Algebra behind the ratio test?

[cdotter]

Homework Statement

$$\sum\limits_{i=0}^\infty \frac{i!}{5^i}$$

Homework Equations

The Attempt at a Solution

(1) $$\sum\limits_{i=0}^\infty \frac{i!}{5^i}$$
(2) $$= \lim_{i\rightarrow \infty}|{\frac{(i+1)!}{(5+1)^i} \cdot \frac{5^i}{i!}|$$
(3) $$= \lim_{i\rightarrow \infty}{\frac{(i+1)!}{5i!}$$

Could someone explain to me the jump from (2) to (3)? I can't make sense of it and my lecture notes don't mention anything in particular. Do the properties of factorials come into play here (I never learned factorials)?

 

[wisvuze]

nothing happened, you should have

$$= \lim_{i\rightarrow \infty}|{\frac{(i+1)!}{(5)^{i+1}} \cdot \frac{5^i}{i!}|$$

and the 5^i / 5^i+1 gives you 1/5

 

[HallsofIvy]

There is no jump from (2) to (3)- Your (2) is simply wrong.
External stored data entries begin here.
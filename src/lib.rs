//! Taskmill - Background task execution for the media library server
//!
//! This library provides the server's two task execution models:
//!
//! - The [`engine::Dispatcher`]: a single-consumer loop that serializes
//!   heterogeneous worker tasks from an in-memory FIFO queue, falling back
//!   to a durable [`engine::TaskStore`] when the queue is empty. Used for
//!   tasks that mutate shared library state and must never run concurrently
//!   (imports, library scans, archive conversions).
//!
//! - The [`engine::PoolExecutor`]: a bounded-concurrency executor for tasks
//!   that tolerate being lost on crash and need no ordering relative to
//!   other tasks (metadata refreshes, cache warming).
//!
//! # Quick Start
//!
//! ```ignore
//! use taskmill::engine::{Dispatcher, DispatcherConfig};
//!
//! let (dispatcher, handle) = Dispatcher::new(DispatcherConfig::default(), store);
//! tokio::spawn(dispatcher.run());
//!
//! handle.push(Box::new(ScanLibraryTask::new(path)));
//! println!("{} tasks pending", handle.queue_len());
//! ```

pub mod engine;
pub mod logging;

/// Version of the taskmill library.
///
/// Defined in `Cargo.toml` and injected at compile time.
pub const VERSION: &str = env!("CARGO_PKG_VERSION");
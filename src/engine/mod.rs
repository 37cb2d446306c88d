//! Task Execution Engine
//!
//! This module provides the background task execution engine: a serializing
//! dispatcher with a durable fallback source, and an independent bounded
//! pool executor.
//!
//! # Architecture
//!
//! ```text
//! ┌─────────────────────────────────────────────────────────────┐
//! │                    DispatcherHandle                          │
//! │  Push tasks, query state/counts, request graceful stop      │
//! ├─────────────────────────────────────────────────────────────┤
//! │                      Dispatcher                              │
//! │  Single-consumer loop: drain TaskQueue, fall back to        │
//! │  TaskStore when empty, run one task at a time               │
//! ├─────────────────────────────────────────────────────────────┤
//! │  ┌─────────────┐  ┌─────────────┐  ┌─────────────────────┐  │
//! │  │ TaskQueue   │  │ TaskStore   │  │ Listeners           │  │
//! │  │ FIFO+counts │  │ (durable)   │  │ queue/state events  │  │
//! │  └─────────────┘  └─────────────┘  └─────────────────────┘  │
//! └─────────────────────────────────────────────────────────────┘
//!
//! ┌─────────────────────────────────────────────────────────────┐
//! │                     PoolExecutor                             │
//! │  Submit and run concurrently, bounded by worker cap         │
//! └─────────────────────────────────────────────────────────────┘
//! ```
//!
//! # Core Concepts
//!
//! - **WorkTask**: An opaque unit of work with a `run` operation, an
//!   `after_run` cleanup hook and a human-readable description. Tasks are
//!   keyed by [`TaskKind`] for per-kind queue accounting.
//!
//! - **Dispatcher**: The single dedicated consumer. Exactly one task
//!   executes at a time through this path, so queued tasks may touch shared
//!   library state without being concurrency-safe themselves. The in-memory
//!   queue always has priority; the durable store is consulted only when
//!   the queue is momentarily empty, and re-polled on a bounded idle
//!   timeout so persisted tasks are never starved.
//!
//! - **PoolExecutor**: Bounded parallelism for independent tasks. No queue
//!   priority, no durable fallback, no ordering guarantees.
//!
//! # Execution Guarantees
//!
//! - Tasks pushed to the queue run strictly in submission order.
//! - A failing or panicking task never takes down the dispatcher; the next
//!   task still runs.
//! - `after_run` is always invoked, whether `run` succeeded, failed or
//!   panicked, under both execution models.
//! - Graceful stop lets the in-flight task (and its `after_run`) finish,
//!   then stops pulling work permanently.

pub mod config;
pub mod dispatcher;
pub mod listener;
pub mod pool;
pub mod queue;
pub mod store;
pub mod task;

pub use config::{
    DispatcherConfig, PoolConfig, DEFAULT_IDLE_POLL_INTERVAL, DEFAULT_MAX_WORKERS,
    DEFAULT_MIN_WORKERS,
};
pub use dispatcher::{Dispatcher, DispatcherHandle, DispatcherState};
pub use listener::{DispatcherListener, NullListener, TracingListener};
pub use pool::PoolExecutor;
pub use queue::TaskQueue;
pub use store::{DecodeError, PersistedTaskRecord, StoreError, StoreFuture, TaskDecoder, TaskStore};
pub use task::{TaskError, TaskFuture, TaskKind, WorkTask};
//! Worker task trait and related types.
//!
//! A [`WorkTask`] is the unit of work both execution models operate on.
//! Concrete task bodies (library scans, archive conversions, metadata
//! scrapes) live in the surrounding application; the engine only invokes
//! them.
//!
//! # Example
//!
//! ```ignore
//! use taskmill::engine::{TaskError, TaskFuture, TaskKind, WorkTask};
//!
//! struct ScanLibraryTask { root: std::path::PathBuf }
//!
//! impl WorkTask for ScanLibraryTask {
//!     fn kind(&self) -> TaskKind { TaskKind::LibraryScan }
//!     fn description(&self) -> String { format!("Scan {}", self.root.display()) }
//!     fn run(&self) -> TaskFuture<'_> {
//!         Box::pin(async move {
//!             // ... walk the directory tree ...
//!             Ok(())
//!         })
//!     }
//! }
//! ```

use serde::{Deserialize, Serialize};
use std::fmt;
use std::future::Future;
use std::pin::Pin;
use thiserror::Error;

// =============================================================================
// Task Kind
// =============================================================================

/// The closed set of task families the server submits to the engine.
///
/// Kinds are the accounting key for queue diagnostics ("N comics queued for
/// conversion"). Using a closed enum rather than a runtime type tag keeps
/// the per-kind count table fixed-size and the count invariant checkable.
#[derive(Clone, Copy, Debug, Hash, Eq, PartialEq, Serialize, Deserialize)]
#[serde(rename_all = "snake_case")]
pub enum TaskKind {
    /// Full or incremental scan of a library root for new/changed files.
    LibraryScan,

    /// Conversion of a comic archive to the preferred format.
    ArchiveConvert,

    /// Fetching metadata for a book from an external source.
    MetadataScrape,

    /// Housekeeping work (cache trims, thumbnail regeneration).
    Maintenance,
}

impl TaskKind {
    /// Number of task kinds. Sized to the count table in the queue.
    pub const COUNT: usize = 4;

    /// All kinds, in count-table order.
    pub const ALL: [TaskKind; TaskKind::COUNT] = [
        TaskKind::LibraryScan,
        TaskKind::ArchiveConvert,
        TaskKind::MetadataScrape,
        TaskKind::Maintenance,
    ];

    /// Position of this kind in the count table.
    pub(crate) fn index(self) -> usize {
        match self {
            TaskKind::LibraryScan => 0,
            TaskKind::ArchiveConvert => 1,
            TaskKind::MetadataScrape => 2,
            TaskKind::Maintenance => 3,
        }
    }
}

impl fmt::Display for TaskKind {
    fn fmt(&self, f: &mut fmt::Formatter<'_>) -> fmt::Result {
        match self {
            TaskKind::LibraryScan => write!(f, "LibraryScan"),
            TaskKind::ArchiveConvert => write!(f, "ArchiveConvert"),
            TaskKind::MetadataScrape => write!(f, "MetadataScrape"),
            TaskKind::Maintenance => write!(f, "Maintenance"),
        }
    }
}

// =============================================================================
// Task Error
// =============================================================================

/// Error returned by a task body.
///
/// Task errors are logged with the task's description and absorbed by the
/// executing engine; they never propagate to other tasks or to the caller
/// that submitted the task. Task-level failure reporting (audit log entries
/// and the like) is the task body's own responsibility.
#[derive(Debug, Error)]
#[error("{message}")]
pub struct TaskError {
    message: String,
    #[source]
    source: Option<Box<dyn std::error::Error + Send + Sync>>,
}

impl TaskError {
    /// Creates a task error from a message.
    pub fn new(message: impl Into<String>) -> Self {
        Self {
            message: message.into(),
            source: None,
        }
    }

    /// Creates a task error wrapping an underlying cause.
    pub fn with_source(
        message: impl Into<String>,
        source: impl std::error::Error + Send + Sync + 'static,
    ) -> Self {
        Self {
            message: message.into(),
            source: Some(Box::new(source)),
        }
    }
}

// =============================================================================
// Work Task
// =============================================================================

/// Future returned by [`WorkTask::run`].
pub type TaskFuture<'a> = Pin<Box<dyn Future<Output = Result<(), TaskError>> + Send + 'a>>;

/// A unit of background work.
///
/// Implementations are provided by the surrounding application; the engine
/// invokes them but never constructs them, except when decoding persisted
/// records via a [`TaskDecoder`](super::store::TaskDecoder).
///
/// # Contract
///
/// Both execution models honor the same per-task contract:
///
/// 1. `run` is invoked once. Errors and panics are caught and logged by
///    the engine, never propagated.
/// 2. `after_run` is invoked exactly once afterward, regardless of how
///    `run` ended. It is a best-effort cleanup hook; its own failures are
///    logged and swallowed.
///
/// Tasks executed through the [`Dispatcher`](super::dispatcher::Dispatcher)
/// run strictly one at a time and may therefore manipulate shared library
/// state freely. Tasks submitted to the
/// [`PoolExecutor`](super::pool::PoolExecutor) may run concurrently and
/// must be independently safe for that.
pub trait WorkTask: Send + Sync + 'static {
    /// The task family, used as the queue accounting key.
    fn kind(&self) -> TaskKind;

    /// Human-readable description for logging ("Import of foo.cbz").
    fn description(&self) -> String;

    /// Executes the task body.
    fn run(&self) -> TaskFuture<'_>;

    /// Cleanup hook invoked after `run` returns or fails.
    ///
    /// The default does nothing.
    fn after_run(&self) {}
}

#[cfg(test)]
mod tests {
    use super::*;

    #[test]
    fn test_kind_index_matches_all_order() {
        for (position, kind) in TaskKind::ALL.iter().enumerate() {
            assert_eq!(kind.index(), position);
        }
    }

    #[test]
    fn test_kind_display() {
        assert_eq!(TaskKind::LibraryScan.to_string(), "LibraryScan");
        assert_eq!(TaskKind::ArchiveConvert.to_string(), "ArchiveConvert");
    }

    #[test]
    fn test_kind_serde_snake_case() {
        let json = serde_json::to_string(&TaskKind::MetadataScrape).unwrap();
        assert_eq!(json, "\"metadata_scrape\"");

        let kind: TaskKind = serde_json::from_str("\"library_scan\"").unwrap();
        assert_eq!(kind, TaskKind::LibraryScan);
    }

    #[test]
    fn test_task_error_display() {
        let err = TaskError::new("archive is corrupt");
        assert_eq!(err.to_string(), "archive is corrupt");
    }

    #[test]
    fn test_task_error_source_chain() {
        use std::error::Error;

        let io = std::io::Error::new(std::io::ErrorKind::NotFound, "missing file");
        let err = TaskError::with_source("scan failed", io);
        assert_eq!(err.to_string(), "scan failed");
        assert!(err.source().is_some());
    }
}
As wizvuze said, you should have $5^{i+1}$, not $(5+ 1)^i$.

$$\frac{(i+ 1)!}{i!}= \frac{(i+1)i!}{i!}= i+ 1$$
and
$$\frac{5^i}{5^{i+1}}= \frac{5^i}{(5^i)(5)}= \frac{1}{5}$$

 

[cdotter]

Ok, what about:

$$\frac{1}{(i+1)!} \cdot \frac{i!}{1} = \frac{i!}{(i+1)!}$$

My notes says it simplifies to this:

$$\frac{1}{i+1}$$

How?

 

[Bohrok]

$$\frac{i!}{(i + 1)!} = \frac{i!}{(i + 1)i!} = \frac{1}{i + 1}$$

 

[rakalakalili]

Because you said that you never learned factorials let me further explain Bohrok's reply.
5! = 5*4*3*2*1, 6! = 6*4*3*2*1 and so on.
Think of n! as multiplying all of integers from 1 up to n together.
i! = i*(i-1)*(i-2)...*3*2*1. The product of all the integers from 1 up to i.
(i+1)! = (i+1)*(i)*(i-1)*(i-2)*...*3*2*1. The product of all integers from 1 up to (i+1).
so then we have that (i+1)! = (i+1)*(i)*(i-1)*(i-2)...*3*2*1 = (i+1)*(i)!. Make this substitution on the bottom and you see that the i! on top and bottom cancel out.